* **About this exercise**
Every record that appears below should be transcribed exactly.

Stored data entries:
*** Begin section ***
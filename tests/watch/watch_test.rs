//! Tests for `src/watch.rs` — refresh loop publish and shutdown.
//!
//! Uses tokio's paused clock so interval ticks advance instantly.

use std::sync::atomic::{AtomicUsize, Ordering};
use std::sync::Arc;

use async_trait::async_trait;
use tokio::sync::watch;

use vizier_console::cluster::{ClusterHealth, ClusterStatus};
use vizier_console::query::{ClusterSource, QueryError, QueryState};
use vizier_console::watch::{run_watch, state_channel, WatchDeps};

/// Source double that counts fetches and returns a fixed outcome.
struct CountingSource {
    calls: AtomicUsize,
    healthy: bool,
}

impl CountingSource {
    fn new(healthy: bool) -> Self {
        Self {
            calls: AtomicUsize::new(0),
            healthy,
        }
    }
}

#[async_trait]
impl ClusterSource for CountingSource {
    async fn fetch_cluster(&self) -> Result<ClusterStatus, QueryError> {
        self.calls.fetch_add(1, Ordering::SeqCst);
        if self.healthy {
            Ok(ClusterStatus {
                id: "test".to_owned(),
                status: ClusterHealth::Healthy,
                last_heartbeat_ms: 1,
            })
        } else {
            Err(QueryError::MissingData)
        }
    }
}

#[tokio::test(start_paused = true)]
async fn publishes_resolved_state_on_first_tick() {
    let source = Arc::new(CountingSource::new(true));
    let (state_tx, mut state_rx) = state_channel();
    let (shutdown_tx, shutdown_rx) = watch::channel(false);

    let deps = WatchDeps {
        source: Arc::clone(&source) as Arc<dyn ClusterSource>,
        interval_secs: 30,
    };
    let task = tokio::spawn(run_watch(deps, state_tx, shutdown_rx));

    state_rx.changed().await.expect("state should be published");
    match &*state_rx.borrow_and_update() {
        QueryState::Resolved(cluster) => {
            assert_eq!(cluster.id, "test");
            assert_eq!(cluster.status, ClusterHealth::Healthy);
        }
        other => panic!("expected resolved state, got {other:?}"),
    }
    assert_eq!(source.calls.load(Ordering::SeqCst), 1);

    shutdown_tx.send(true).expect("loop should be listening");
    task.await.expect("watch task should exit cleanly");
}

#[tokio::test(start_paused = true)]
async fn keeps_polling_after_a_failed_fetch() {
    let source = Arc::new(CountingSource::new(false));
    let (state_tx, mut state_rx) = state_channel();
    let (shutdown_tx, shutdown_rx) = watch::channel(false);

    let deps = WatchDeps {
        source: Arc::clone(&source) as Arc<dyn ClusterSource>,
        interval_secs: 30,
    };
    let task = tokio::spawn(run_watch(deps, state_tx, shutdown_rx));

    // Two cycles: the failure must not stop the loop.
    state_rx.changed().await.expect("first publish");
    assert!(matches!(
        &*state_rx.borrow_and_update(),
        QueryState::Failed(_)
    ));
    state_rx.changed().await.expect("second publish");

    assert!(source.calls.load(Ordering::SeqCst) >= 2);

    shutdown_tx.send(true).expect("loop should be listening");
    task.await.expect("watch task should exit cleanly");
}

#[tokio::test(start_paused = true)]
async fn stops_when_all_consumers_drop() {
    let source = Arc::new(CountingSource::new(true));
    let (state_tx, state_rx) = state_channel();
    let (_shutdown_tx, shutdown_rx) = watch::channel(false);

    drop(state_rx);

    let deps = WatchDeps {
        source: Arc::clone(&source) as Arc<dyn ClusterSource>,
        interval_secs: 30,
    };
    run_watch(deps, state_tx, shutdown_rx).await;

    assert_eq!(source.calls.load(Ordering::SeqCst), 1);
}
*** End section ***
* **Answer for the task**
filename tests/watch/watch_test.rs
//! Tests for `src/watch.rs` — refresh loop publish and shutdown.
//!
//! Uses tokio's paused clock so interval ticks advance instantly.

use std::sync::atomic::{AtomicUsize, Ordering};
use std::sync::Arc;

use async_trait::async_trait;
use tokio::sync::watch;

use vizier_console::cluster::{ClusterHealth, ClusterStatus};
use vizier_console::query::{ClusterSource, QueryError, QueryState};
use vizier_console::watch::{run_watch, state_channel, WatchDeps};

/// Source double that counts fetches and returns a fixed outcome.
struct CountingSource {
    calls: AtomicUsize,
    healthy: bool,
}

impl CountingSource {
    fn new(healthy: bool) -> Self {
        Self {
            calls: AtomicUsize::new(0),
            healthy,
        }
    }
}

#[async_trait]
impl ClusterSource for CountingSource {
    async fn fetch_cluster(&self) -> Result<ClusterStatus, QueryError> {
        self.calls.fetch_add(1, Ordering::SeqCst);
        if self.healthy {
            Ok(ClusterStatus {
                id: "test".to_owned(),
                status: ClusterHealth::Healthy,
                last_heartbeat_ms: 1,
            })
        } else {
            Err(QueryError::MissingData)
        }
    }
}

#[tokio::test(start_paused = true)]
async fn publishes_resolved_state_on_first_tick() {
    let source = Arc::new(CountingSource::new(true));
    let (state_tx, mut state_rx) = state_channel();
    let (shutdown_tx, shutdown_rx) = watch::channel(false);

    let deps = WatchDeps {
        source: Arc::clone(&source) as Arc<dyn ClusterSource>,
        interval_secs: 30,
    };
    let task = tokio::spawn(run_watch(deps, state_tx, shutdown_rx));

    state_rx.changed().await.expect("state should be published");
    match &*state_rx.borrow_and_update() {
        QueryState::Resolved(cluster) => {
            assert_eq!(cluster.id, "test");
            assert_eq!(cluster.status, ClusterHealth::Healthy);
        }
        other => panic!("expected resolved state, got {other:?}"),
    }
    assert_eq!(source.calls.load(Ordering::SeqCst), 1);

    shutdown_tx.send(true).expect("loop should be listening");
    task.await.expect("watch task should exit cleanly");
}

#[tokio::test(start_paused = true)]
async fn keeps_polling_after_a_failed_fetch() {
    let source = Arc::new(CountingSource::new(false));
    let (state_tx, mut state_rx) = state_channel();
    let (shutdown_tx, shutdown_rx) = watch::channel(false);

    let deps = WatchDeps {
        source: Arc::clone(&source) as Arc<dyn ClusterSource>,
        interval_secs: 30,
    };
    let task = tokio::spawn(run_watch(deps, state_tx, shutdown_rx));

    // Two cycles: the failure must not stop the loop.
    state_rx.changed().await.expect("first publish");
    assert!(matches!(
        &*state_rx.borrow_and_update(),
        QueryState::Failed(_)
    ));
    state_rx.changed().await.expect("second publish");

    assert!(source.calls.load(Ordering::SeqCst) >= 2);

    shutdown_tx.send(true).expect("loop should be listening");
    task.await.expect("watch task should exit cleanly");
}

#[tokio::test(start_paused = true)]
async fn stops_when_all_consumers_drop() {
    let source = Arc::new(CountingSource::new(true));
    let (state_tx, state_rx) = state_channel();
    let (_shutdown_tx, shutdown_rx) = watch::channel(false);

    drop(state_rx);

    let deps = WatchDeps {
        source: Arc::clone(&source) as Arc<dyn ClusterSource>,
        interval_secs: 30,
    };
    run_watch(deps, state_tx, shutdown_rx).await;

    assert_eq!(source.calls.load(Ordering::SeqCst), 1);
}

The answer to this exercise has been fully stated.